The VTune analyzer’s event based sampling can help users pinpoint exactly which methods are optimized to use
SSE. One can simply use SIMD_INST_RETIRED.ANY event (Retired Streaming SIMD instructions (precise event))
to count the overall number of SIMD instructions retired. The following events can give further break-down of
this one event. These are the events that are available on Core™ architecture based processors.
Symbol Name[11]
Description
FP_MMX_TRANS.TO_FP
Transitions from MMX (TM) Instructions to Floating Point
Instructions.
FP_MMX_TRANS.TO_MMX
Transitions from Floating Point to MMX (TM) Instructions.
SIMD_ASSIST
SIMD assists invoked.
SIMD_COMP_INST_RETIRED.PACKED_DOUBLE
Retired computational Streaming SIMD Extensions 2 (SSE2)
packed-double instructions.
SIMD_COMP_INST_RETIRED.PACKED_SINGLE
Retired computational Streaming SIMD Extensions (SSE) packedsingle instructions.
SIMD_COMP_INST_RETIRED.SCALAR_DOUBLE
Retired computational Streaming SIMD Extensions 2 (SSE2)
scalar-double instructions.
SIMD_COMP_INST_RETIRED.SCALAR_SINGLE
Retired computational Streaming SIMD Extensions (SSE) scalarsingle instructions.
SIMD_INSTR_RETIRED
SIMD Instructions retired.
SIMD_INST_RETIRED.ANY
Retired Streaming SIMD instructions (precise event).
SIMD_INST_RETIRED.PACKED_DOUBLE
Retired Streaming SIMD Extensions 2 (SSE2) packed-double
instructions.
SIMD_INST_RETIRED.PACKED_SINGLE
Retired Streaming SIMD Extensions (SSE) packed-single
instructions.
SIMD_INST_RETIRED.SCALAR_DOUBLE
Retired Streaming SIMD Extensions 2 (SSE2) scalar-double
instructions.
SIMD_INST_RETIRED.SCALAR_SINGLE
Retired Streaming SIMD Extensions (SSE) scalar-single
instructions.
SIMD_INST_RETIRED.VECTOR
Retired Streaming SIMD Extensions 2 (SSE2) vector integer
instructions.
SIMD_SAT_INSTR_RETIRED
Saturated arithmetic instructions retired.
SIMD_SAT_UOP_EXEC
SIMD saturated arithmetic micro-ops executed.
SIMD_UOPS_EXEC
SIMD micro-ops executed (excluding stores).

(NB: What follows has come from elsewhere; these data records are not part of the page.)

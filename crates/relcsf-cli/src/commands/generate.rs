use crate::cli::GenerateArgs;
use crate::config::{load_batch, merge_with_cli};
use crate::error::Result;
use crate::utils::{export, progress::CliProgressHandler};
use relcsf::core::quantum::format_j;
use relcsf::engine::progress::ProgressReporter;
use relcsf::engine::session::Session;
use relcsf::workflows;
use std::fs::File;
use std::io::BufWriter;
use tracing::{info, warn};

pub fn run(args: GenerateArgs) -> Result<()> {
    let batch = load_batch(&args.input)?;
    info!("Merging session settings from file and CLI arguments...");
    let settings = merge_with_cli(&batch.settings(), &args)?;

    if batch.groups.is_empty() {
        warn!("Batch file {:?} defines no groups.", &args.input);
    }

    let mut session = Session::new(settings.session);
    let progress_handler = CliProgressHandler::new();
    let reporter = ProgressReporter::with_callback(progress_handler.get_callback());

    println!(
        "Enumerating {} configuration string(s) in {} group(s)...",
        batch.n_configs(),
        batch.groups.len()
    );
    let summary =
        workflows::enumerate::run(&mut session, &batch.groups, settings.policy, &reporter)?;

    println!("\nGroups:");
    for (id, group) in session.groups().iter() {
        println!(
            "  {:>3}  {:<32} {:>3} electron(s) {:>6} config(s) {:>8} CSF(s)",
            id.index(),
            group.name(),
            group.n_electrons().unwrap_or(0),
            group.len(),
            group.n_csfs()
        );
    }

    println!("\nSymmetries:");
    for symmetry in session.symmetries().iter() {
        println!(
            "  {:>4}  J = {:<6} {}  {:>8} state(s)",
            symmetry.index(),
            format_j(symmetry.j2()),
            symmetry.parity(),
            symmetry.len()
        );
    }

    if !summary.skipped.is_empty() {
        println!("\nSkipped {} configuration string(s):", summary.skipped.len());
        for skipped in &summary.skipped {
            println!("  [{}] '{}': {}", skipped.group, skipped.spec, skipped.reason);
        }
    }

    if let Some(potential) = &batch.potential {
        let acfg = workflows::potential::average_config(
            &session,
            &potential.mixture,
            potential.screening.as_ref(),
        )?;
        println!(
            "\nAverage configuration ({} contributing configuration(s), {:.4} electrons):",
            acfg.n_cfgs(),
            acfg.n_electrons()
        );
        let shells: Vec<String> = acfg.shells().iter().map(|s| s.to_string()).collect();
        println!("  {}", shells.join(" "));
    }

    if let Some(path) = &args.csv {
        info!("Writing basis states to {:?}", path);
        let written = export::write_csv(&session, BufWriter::new(File::create(path)?))?;
        println!("\n✓ {} basis state(s) written to: {}", written, path.display());
    }

    println!(
        "\n{} configuration(s), {} CSF(s) in {} symmetry class(es).",
        summary.n_configs,
        summary.n_csfs,
        session.symmetries().iter().count()
    );
    Ok(())
}
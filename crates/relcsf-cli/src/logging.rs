use crate::error::{CliError, Result};
use std::fs::File;
use std::path::PathBuf;
use tracing_subscriber::{
    filter::LevelFilter,
    fmt::{self},
    prelude::*,
};

/// Console level for `-v` repeated `verbosity` times; `-q` silences everything.
pub fn level_filter(verbosity: u8, quiet: bool) -> LevelFilter {
    if quiet {
        return LevelFilter::OFF;
    }
    match verbosity {
        0 => LevelFilter::WARN,
        1 => LevelFilter::INFO,
        2 => LevelFilter::DEBUG,
        _ => LevelFilter::TRACE,
    }
}

pub fn setup_logging(verbosity: u8, quiet: bool, log_file: Option<PathBuf>) -> Result<()> {
    let stderr_layer = fmt::layer()
        .with_writer(std::io::stderr)
        .with_ansi(true)
        .with_target(false)
        .compact();

    let subscriber = tracing_subscriber::registry()
        .with(level_filter(verbosity, quiet))
        .with(stderr_layer);

    if let Some(path) = log_file {
        let file = File::create(&path).map_err(CliError::Io)?;

        let file_layer = fmt::layer()
            .with_writer(file)
            .with_ansi(false)
            .with_target(true);

        subscriber.with(file_layer).init();
    } else {
        subscriber.init();
    }

    Ok(())
}

#[cfg(test)]
mod tests {
    use super::*;
    use serial_test::serial;
    use std::sync::Once;
    use tracing::{debug, error, info, trace, warn};

    static INIT: Once = Once::new();

    fn ensure_global_logger_is_set() {
        INIT.call_once(|| {
            setup_logging(3, false, None).expect("Failed to set up global logger for tests");
        });
    }

    #[test]
    fn verbosity_maps_to_increasing_levels() {
        assert_eq!(level_filter(0, false), LevelFilter::WARN);
        assert_eq!(level_filter(1, false), LevelFilter::INFO);
        assert_eq!(level_filter(2, false), LevelFilter::DEBUG);
        assert_eq!(level_filter(7, false), LevelFilter::TRACE);
        assert_eq!(level_filter(0, true), LevelFilter::OFF);
    }

    #[test]
    #[serial]
    fn initialization_and_macros_work() {
        ensure_global_logger_is_set();

        error!("This is an error");
        warn!("This is a warning");
        info!("This is info");
        debug!("This is debug");
        trace!("This is trace");
    }

    #[test]
    #[serial]
    fn file_layer_receives_structured_fields() {
        let temp_dir = tempfile::tempdir().unwrap();
        let log_path = temp_dir.path().join("relcsf.log");

        let file = File::create(log_path.clone()).unwrap();
        let file_layer = fmt::layer()
            .with_writer(file)
            .with_ansi(false)
            .with_target(true);
        let subscriber = tracing_subscriber::registry().with(file_layer);

        tracing::subscriber::with_default(subscriber, || {
            debug!(group = "ground", csfs = 3, "Registered coupled configuration.");
        });

        let content = std::fs::read_to_string(log_path).unwrap();
        assert!(content.contains("Registered coupled configuration."));
        assert!(content.contains("group=\"ground\""));
        assert!(content.contains("csfs=3"));
        assert!(content.contains("DEBUG"));
    }

    #[test]
    #[serial]
    fn invalid_log_file_path_propagates_error() {
        let invalid_path = PathBuf::from("/");

        if cfg!(unix) && invalid_path.is_dir() {
            let result = setup_logging(0, false, Some(invalid_path));
            assert!(matches!(result, Err(CliError::Io(_))));
        }
    }
}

SIMD_UOP_TYPE_EXEC.ARITHMETIC
SIMD packed arithmetic micro-ops executed
SIMD_UOP_TYPE_EXEC.LOGICAL
SIMD packed logical micro-ops executed
SIMD_UOP_TYPE_EXEC.MUL
SIMD packed multiply micro-ops executed
SIMD_UOP_TYPE_EXEC.PACK
SIMD pack micro-ops executed
SIMD_UOP_TYPE_EXEC.SHIFT
SIMD packed shift micro-ops executed
SIMD_UOP_TYPE_EXEC.UNPACK
SIMD unpack micro-ops executed
Figure 22
If we collect some of these events on SciMark2 again (Figure 22 and 23), we’ll see that actually all our
benchmarks are using the SIMD (Single Instruction Multiple Data) unit. It is also important to note that
SIMD_INST_RETIRED.ANY should be equal to the total of all the sub events.
Figure 23
3.4. Parallelization, threads and more
As we mentioned earlier, Java uses heap to allocate memory for objects however, in multi-threaded cases it
becomes quite clear that the access to the heap can quickly become a significant concurrency bottleneck, as
every allocation would involve acquiring a lock that guards the heap. Luckily JVMs use thread-local allocation
blocks (TLAB), where each thread allocates a larger chunk of memory from the heap and services small
allocation requests sequentially out of that thread-local block.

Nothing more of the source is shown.